» **Dataset entries**:
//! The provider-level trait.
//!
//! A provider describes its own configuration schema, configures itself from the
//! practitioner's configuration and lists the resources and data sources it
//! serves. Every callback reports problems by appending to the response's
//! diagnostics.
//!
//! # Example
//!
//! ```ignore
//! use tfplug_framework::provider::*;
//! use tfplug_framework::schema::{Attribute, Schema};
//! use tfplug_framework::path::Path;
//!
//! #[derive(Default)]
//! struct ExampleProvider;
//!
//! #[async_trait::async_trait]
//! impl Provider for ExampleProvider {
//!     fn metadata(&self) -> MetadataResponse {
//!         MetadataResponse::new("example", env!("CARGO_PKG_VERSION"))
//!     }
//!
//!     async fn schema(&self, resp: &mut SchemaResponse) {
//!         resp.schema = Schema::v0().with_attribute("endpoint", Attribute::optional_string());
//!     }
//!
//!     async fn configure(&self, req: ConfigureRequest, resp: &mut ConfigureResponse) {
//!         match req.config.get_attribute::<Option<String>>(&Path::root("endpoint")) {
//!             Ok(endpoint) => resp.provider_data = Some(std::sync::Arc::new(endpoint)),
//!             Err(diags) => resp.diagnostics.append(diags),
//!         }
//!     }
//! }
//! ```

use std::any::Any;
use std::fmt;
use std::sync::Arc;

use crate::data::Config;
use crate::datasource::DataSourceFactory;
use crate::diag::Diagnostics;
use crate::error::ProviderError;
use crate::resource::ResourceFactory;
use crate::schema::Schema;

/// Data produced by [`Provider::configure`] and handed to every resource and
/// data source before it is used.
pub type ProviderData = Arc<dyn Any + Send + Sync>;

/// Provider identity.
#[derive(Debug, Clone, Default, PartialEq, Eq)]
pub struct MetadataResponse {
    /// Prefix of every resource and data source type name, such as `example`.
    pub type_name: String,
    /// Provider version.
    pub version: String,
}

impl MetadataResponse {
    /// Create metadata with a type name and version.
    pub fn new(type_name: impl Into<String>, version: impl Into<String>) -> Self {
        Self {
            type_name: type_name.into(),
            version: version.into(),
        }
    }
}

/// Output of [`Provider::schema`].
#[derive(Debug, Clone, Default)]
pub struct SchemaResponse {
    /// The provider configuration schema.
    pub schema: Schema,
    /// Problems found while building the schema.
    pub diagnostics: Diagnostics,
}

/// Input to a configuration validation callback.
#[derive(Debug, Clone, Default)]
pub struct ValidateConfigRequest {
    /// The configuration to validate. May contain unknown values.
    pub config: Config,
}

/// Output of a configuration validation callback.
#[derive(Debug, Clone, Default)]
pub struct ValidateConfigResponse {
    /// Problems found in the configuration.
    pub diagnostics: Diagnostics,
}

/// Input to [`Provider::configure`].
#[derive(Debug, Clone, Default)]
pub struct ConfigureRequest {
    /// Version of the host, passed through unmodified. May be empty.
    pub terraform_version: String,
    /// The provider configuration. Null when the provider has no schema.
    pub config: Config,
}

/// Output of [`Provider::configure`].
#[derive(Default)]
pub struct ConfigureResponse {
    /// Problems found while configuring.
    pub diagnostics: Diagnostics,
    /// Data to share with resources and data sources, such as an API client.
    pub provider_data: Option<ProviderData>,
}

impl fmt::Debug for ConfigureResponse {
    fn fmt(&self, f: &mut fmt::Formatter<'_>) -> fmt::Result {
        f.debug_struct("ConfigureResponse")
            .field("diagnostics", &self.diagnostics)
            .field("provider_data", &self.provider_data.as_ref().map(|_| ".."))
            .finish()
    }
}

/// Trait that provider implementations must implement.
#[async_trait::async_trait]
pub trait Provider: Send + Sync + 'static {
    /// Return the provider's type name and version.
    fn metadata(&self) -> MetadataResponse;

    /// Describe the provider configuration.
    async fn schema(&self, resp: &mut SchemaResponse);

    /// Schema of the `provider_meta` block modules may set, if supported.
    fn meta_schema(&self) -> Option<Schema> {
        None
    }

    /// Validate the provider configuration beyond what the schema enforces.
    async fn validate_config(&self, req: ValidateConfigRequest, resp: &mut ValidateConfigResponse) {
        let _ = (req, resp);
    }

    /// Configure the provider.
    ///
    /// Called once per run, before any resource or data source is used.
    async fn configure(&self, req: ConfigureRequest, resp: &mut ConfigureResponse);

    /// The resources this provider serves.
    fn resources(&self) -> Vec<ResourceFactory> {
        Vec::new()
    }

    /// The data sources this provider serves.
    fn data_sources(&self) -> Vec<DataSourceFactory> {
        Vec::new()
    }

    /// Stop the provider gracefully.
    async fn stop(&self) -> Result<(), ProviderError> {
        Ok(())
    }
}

» **Work task**: Output only the lines running from the line with "fn resources(&self) ->" through the final line of the data, inclusive.

» **Expected answer**:
    fn resources(&self) -> Vec<ResourceFactory> {
        Vec::new()
    }

    /// The data sources this provider serves.
    fn data_sources(&self) -> Vec<DataSourceFactory> {
        Vec::new()
    }

    /// Stop the provider gracefully.
    async fn stop(&self) -> Result<(), ProviderError> {
        Ok(())
    }
}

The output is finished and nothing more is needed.